Amelia Earhart
Aviator and Author
The first woman to fly solo above 14,000 feet. The first woman, and the second person of any gender, to fly solo across the Atlantic Ocean. The first woman to fly solo, nonstop across the United States. The first person of any gender ever to fly solo from Hawaii to the continental United States. This was Amelia Earhart.
She lived a life of relative freedom uncommon to many women at the time. Whether it was playing basketball in high school, learning automotive repair, studying medicine in college, or becoming an aviator, Amelia didn’t let her gender define or inhibit her. For this, she has her mother, Amy, to thank. Amy didn’t want to bring her children up as “nice little girls,” instead she allowed them to wear bloomers and play outdoors.
Throughout her childhood, Amelia kept a scrapbook of newspaper clippings about successful women in predominantly male-oriented fields such as film directing and production, law, advertising, management, and mechanical engineering.
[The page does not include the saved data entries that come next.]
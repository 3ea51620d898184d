//! Persistence layer: connection pool, migrations, models, and repositories.

use sqlx::postgres::PgPoolOptions;
use zoo_core::error::CoreError;

pub mod models;
pub mod repositories;

pub type DbPool = sqlx::PgPool;

/// PostgreSQL SQLSTATE for `foreign_key_violation`.
const FOREIGN_KEY_VIOLATION: &str = "23503";

/// Create a connection pool from a database URL.
pub async fn create_pool(database_url: &str) -> Result<DbPool, sqlx::Error> {
    PgPoolOptions::new()
        .max_connections(20)
        .connect(database_url)
        .await
}

/// Round-trip a trivial query to confirm the database is reachable.
pub async fn health_check(pool: &DbPool) -> Result<(), sqlx::Error> {
    sqlx::query("SELECT 1").execute(pool).await?;
    Ok(())
}

/// Apply all pending migrations from `db/migrations`.
pub async fn run_migrations(pool: &DbPool) -> Result<(), sqlx::migrate::MigrateError> {
    sqlx::migrate!("../../db/migrations").run(pool).await
}

/// Whether `err` is a foreign-key violation raised by PostgreSQL.
pub fn is_foreign_key_violation(err: &sqlx::Error) -> bool {
    matches!(err, sqlx::Error::Database(db_err) if db_err.code().as_deref() == Some(FOREIGN_KEY_VIOLATION))
}

/// Error type for repository operations that validate input inside a
/// transaction. A `Core` error means the transaction was rolled back because
/// the input was rejected.
#[derive(Debug, thiserror::Error)]
pub enum RepoError {
    #[error(transparent)]
    Database(#[from] sqlx::Error),

    #[error(transparent)]
    Core(#[from] CoreError),
}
Amelia became the 16th woman in the US to receive a pilot’s license. She was a proponent of women in aviation, establishing The Ninety-Nines which is now an international organization of licensed women pilots from 44 countries with thousands of members. She continued playing by her own rules, not changing her last name after marriage.
As with many explorers, Earhart died doing what she loved. She disappeared in an attempt to become the first female pilot to circumnavigate the globe in 1937. Her plane and remains have not yet been found.